**Activity**
Look for "usize" in each line of the records, and copy the lines that have it.

**Dataset records**
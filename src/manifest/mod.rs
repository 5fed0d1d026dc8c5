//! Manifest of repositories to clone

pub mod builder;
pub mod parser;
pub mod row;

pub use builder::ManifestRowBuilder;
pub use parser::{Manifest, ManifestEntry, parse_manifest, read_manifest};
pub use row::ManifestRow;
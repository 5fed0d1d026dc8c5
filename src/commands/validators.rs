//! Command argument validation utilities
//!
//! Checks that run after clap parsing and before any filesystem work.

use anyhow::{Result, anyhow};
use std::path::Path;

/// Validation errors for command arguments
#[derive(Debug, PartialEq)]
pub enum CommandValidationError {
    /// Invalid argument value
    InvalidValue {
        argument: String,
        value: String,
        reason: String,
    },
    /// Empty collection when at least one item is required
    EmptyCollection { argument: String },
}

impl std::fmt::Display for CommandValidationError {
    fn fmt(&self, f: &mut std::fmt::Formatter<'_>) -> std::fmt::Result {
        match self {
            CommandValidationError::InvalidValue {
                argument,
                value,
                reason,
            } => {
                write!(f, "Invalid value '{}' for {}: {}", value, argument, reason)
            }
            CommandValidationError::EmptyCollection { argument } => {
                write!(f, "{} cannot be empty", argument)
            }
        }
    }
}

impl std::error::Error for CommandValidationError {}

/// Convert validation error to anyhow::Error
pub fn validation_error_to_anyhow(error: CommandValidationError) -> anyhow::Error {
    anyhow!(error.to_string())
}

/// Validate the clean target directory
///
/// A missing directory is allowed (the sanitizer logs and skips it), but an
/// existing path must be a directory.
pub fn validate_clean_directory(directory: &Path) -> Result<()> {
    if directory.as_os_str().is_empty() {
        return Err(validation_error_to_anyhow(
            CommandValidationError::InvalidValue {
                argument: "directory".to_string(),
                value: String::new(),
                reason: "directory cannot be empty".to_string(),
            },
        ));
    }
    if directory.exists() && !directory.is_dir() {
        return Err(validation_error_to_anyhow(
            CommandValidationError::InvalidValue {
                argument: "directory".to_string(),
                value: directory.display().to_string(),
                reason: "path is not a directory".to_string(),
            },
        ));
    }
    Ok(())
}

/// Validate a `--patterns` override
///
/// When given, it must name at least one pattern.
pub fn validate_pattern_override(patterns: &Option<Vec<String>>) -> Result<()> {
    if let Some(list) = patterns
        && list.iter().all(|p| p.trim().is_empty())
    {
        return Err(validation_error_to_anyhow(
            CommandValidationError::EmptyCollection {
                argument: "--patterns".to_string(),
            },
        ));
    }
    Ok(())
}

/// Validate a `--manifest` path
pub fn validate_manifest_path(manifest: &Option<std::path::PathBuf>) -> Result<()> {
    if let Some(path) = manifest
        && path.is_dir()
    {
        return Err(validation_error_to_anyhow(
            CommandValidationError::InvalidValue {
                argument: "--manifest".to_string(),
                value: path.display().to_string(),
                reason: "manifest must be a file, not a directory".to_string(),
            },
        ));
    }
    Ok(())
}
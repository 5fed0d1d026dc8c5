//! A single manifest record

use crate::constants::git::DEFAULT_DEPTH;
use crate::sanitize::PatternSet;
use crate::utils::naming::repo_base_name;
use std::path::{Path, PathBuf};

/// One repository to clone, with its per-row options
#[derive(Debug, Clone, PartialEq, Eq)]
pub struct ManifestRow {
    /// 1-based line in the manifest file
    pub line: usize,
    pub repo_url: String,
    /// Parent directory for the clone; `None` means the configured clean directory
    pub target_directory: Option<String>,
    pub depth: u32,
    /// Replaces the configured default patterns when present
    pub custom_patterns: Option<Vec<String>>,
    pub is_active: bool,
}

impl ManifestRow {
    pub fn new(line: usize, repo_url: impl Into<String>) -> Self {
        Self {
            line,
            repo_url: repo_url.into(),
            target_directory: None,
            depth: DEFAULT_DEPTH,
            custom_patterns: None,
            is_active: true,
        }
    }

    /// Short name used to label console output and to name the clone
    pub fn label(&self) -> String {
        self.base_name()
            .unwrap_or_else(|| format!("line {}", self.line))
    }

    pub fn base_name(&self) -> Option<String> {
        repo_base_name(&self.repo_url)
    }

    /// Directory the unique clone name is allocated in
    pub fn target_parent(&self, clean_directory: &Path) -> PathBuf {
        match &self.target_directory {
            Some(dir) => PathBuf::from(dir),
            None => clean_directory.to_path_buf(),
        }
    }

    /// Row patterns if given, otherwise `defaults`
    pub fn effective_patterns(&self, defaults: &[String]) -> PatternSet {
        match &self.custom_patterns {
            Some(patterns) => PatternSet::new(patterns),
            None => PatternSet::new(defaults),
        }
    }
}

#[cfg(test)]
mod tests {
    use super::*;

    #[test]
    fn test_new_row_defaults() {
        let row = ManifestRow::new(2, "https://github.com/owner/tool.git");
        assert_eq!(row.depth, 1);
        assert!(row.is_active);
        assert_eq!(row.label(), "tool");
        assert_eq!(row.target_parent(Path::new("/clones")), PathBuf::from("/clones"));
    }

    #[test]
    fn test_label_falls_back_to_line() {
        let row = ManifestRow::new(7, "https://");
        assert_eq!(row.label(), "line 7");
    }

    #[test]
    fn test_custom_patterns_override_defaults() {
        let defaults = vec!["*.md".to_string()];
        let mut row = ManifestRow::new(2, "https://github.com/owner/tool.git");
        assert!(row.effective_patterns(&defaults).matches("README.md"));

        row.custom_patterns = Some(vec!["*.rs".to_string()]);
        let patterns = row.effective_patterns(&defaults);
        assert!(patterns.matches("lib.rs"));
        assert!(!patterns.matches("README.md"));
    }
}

--

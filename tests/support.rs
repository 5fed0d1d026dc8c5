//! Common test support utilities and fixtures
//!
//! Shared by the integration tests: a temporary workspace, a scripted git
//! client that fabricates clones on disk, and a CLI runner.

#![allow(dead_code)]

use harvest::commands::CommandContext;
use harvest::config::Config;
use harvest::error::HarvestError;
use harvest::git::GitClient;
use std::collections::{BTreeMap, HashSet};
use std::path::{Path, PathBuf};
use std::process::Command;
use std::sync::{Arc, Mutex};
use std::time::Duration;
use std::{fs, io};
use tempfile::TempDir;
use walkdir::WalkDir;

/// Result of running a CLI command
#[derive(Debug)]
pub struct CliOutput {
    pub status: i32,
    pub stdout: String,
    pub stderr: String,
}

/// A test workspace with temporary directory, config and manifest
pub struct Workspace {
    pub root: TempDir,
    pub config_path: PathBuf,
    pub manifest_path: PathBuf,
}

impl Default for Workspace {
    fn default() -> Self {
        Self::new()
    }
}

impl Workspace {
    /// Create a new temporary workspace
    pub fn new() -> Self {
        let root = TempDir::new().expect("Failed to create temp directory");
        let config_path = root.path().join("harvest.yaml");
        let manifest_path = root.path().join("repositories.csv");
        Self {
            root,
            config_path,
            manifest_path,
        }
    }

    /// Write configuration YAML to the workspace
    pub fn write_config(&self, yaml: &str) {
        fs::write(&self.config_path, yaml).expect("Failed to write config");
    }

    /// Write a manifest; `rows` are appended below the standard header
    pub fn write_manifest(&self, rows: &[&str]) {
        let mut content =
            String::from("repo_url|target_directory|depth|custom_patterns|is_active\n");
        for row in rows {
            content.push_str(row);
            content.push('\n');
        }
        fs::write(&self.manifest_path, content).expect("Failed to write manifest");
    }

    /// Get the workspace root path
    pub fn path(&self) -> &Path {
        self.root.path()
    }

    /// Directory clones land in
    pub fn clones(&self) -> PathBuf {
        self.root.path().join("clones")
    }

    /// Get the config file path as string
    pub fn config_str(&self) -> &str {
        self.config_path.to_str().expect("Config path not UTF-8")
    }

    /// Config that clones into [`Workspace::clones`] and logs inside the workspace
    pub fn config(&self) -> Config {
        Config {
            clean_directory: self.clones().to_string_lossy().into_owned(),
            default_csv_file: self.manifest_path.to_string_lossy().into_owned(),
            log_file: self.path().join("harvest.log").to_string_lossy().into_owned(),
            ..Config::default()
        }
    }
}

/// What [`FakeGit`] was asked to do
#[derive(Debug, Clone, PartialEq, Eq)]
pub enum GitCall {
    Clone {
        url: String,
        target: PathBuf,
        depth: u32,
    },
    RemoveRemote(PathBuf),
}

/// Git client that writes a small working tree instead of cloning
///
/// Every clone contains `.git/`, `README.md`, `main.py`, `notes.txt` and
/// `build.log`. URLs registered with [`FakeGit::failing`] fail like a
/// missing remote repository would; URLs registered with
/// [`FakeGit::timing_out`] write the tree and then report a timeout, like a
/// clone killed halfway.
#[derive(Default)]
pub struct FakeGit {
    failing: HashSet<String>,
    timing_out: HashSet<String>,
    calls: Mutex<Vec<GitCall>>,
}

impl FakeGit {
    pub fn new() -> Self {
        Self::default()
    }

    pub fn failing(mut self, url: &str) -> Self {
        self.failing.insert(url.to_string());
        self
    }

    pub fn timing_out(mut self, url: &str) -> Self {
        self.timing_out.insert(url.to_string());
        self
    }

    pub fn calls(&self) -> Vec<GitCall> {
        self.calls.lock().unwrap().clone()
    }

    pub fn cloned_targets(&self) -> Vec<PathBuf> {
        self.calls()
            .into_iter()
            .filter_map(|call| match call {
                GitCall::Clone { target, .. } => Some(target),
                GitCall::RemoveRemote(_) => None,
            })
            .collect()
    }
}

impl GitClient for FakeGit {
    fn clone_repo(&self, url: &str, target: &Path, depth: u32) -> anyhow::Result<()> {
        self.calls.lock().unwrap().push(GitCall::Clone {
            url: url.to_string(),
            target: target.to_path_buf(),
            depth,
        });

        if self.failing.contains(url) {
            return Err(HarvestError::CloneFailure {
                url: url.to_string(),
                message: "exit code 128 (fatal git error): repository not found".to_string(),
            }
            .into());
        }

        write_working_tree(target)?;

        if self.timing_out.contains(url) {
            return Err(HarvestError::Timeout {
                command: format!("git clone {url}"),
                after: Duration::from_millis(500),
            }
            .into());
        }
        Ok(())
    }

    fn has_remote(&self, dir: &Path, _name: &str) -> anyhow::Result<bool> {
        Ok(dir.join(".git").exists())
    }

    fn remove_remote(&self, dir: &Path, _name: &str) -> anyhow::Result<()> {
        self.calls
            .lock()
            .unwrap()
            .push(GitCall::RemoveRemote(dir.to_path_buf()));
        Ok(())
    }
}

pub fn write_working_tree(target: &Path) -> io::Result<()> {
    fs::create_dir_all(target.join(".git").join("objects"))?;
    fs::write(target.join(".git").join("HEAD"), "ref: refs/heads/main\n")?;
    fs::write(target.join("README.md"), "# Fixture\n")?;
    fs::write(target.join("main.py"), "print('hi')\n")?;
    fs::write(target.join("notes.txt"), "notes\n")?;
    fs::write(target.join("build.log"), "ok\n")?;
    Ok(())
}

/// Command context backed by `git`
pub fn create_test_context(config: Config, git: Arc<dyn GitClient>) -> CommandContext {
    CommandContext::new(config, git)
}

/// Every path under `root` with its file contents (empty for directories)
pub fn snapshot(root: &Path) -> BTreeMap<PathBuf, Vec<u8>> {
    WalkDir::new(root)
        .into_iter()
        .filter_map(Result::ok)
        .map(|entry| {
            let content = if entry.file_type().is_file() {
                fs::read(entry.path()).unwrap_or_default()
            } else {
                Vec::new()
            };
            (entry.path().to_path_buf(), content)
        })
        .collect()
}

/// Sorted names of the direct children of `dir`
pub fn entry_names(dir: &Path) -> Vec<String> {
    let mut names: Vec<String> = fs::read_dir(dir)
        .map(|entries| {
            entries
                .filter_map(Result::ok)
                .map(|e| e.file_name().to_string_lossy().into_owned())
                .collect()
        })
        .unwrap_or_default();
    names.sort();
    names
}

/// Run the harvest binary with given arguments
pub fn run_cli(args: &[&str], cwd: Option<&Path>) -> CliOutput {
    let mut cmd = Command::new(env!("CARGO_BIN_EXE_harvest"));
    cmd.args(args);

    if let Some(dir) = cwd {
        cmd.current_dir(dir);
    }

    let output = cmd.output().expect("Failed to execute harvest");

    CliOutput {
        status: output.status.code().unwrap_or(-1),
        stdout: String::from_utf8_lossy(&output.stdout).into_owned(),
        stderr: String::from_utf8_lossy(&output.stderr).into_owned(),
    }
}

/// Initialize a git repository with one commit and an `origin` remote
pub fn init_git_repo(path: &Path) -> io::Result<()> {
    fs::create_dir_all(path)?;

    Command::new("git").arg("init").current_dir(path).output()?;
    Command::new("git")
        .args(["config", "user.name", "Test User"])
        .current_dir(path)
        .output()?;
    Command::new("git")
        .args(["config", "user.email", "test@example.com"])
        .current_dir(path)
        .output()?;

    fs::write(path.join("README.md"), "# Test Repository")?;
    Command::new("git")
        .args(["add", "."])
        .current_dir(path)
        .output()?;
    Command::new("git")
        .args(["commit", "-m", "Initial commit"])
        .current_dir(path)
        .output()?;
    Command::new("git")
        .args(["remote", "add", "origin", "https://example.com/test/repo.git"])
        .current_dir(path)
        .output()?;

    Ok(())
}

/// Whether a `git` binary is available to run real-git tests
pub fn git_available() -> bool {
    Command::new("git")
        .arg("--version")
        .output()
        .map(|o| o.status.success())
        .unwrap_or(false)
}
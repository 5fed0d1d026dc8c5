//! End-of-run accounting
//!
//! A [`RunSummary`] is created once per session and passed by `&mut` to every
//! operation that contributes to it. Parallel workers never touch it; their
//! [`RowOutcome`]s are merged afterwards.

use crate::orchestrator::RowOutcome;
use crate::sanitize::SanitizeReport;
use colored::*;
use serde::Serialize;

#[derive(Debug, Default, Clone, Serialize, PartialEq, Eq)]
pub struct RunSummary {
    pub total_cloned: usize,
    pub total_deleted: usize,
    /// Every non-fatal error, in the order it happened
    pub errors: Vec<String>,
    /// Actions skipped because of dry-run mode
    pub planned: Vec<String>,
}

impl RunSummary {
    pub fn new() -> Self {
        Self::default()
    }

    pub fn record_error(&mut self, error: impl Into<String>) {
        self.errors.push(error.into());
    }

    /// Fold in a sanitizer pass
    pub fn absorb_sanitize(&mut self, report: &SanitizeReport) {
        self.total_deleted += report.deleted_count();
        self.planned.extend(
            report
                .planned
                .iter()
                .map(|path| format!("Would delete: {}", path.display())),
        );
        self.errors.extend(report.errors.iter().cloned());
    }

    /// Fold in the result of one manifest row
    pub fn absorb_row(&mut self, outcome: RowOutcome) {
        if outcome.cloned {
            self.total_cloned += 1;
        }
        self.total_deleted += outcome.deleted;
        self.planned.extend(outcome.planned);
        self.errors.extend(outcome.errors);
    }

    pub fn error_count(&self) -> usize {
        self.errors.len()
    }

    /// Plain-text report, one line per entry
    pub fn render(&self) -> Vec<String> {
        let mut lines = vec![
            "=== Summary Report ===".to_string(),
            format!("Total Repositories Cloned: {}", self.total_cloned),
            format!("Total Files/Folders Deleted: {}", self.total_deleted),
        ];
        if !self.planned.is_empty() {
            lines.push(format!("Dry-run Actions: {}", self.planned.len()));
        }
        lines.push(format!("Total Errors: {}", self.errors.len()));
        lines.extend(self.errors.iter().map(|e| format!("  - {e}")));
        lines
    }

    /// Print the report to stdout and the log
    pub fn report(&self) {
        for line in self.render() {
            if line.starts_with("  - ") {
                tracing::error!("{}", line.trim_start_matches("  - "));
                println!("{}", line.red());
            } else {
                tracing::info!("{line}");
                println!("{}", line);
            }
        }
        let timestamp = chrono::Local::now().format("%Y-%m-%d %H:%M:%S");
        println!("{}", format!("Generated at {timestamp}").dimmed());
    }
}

**Your response**
    pub line: usize,
    pub fn new(line: usize, repo_url: impl Into<String>) -> Self {
    pub total_cloned: usize,
    pub total_deleted: usize,
    pub fn error_count(&self) -> usize {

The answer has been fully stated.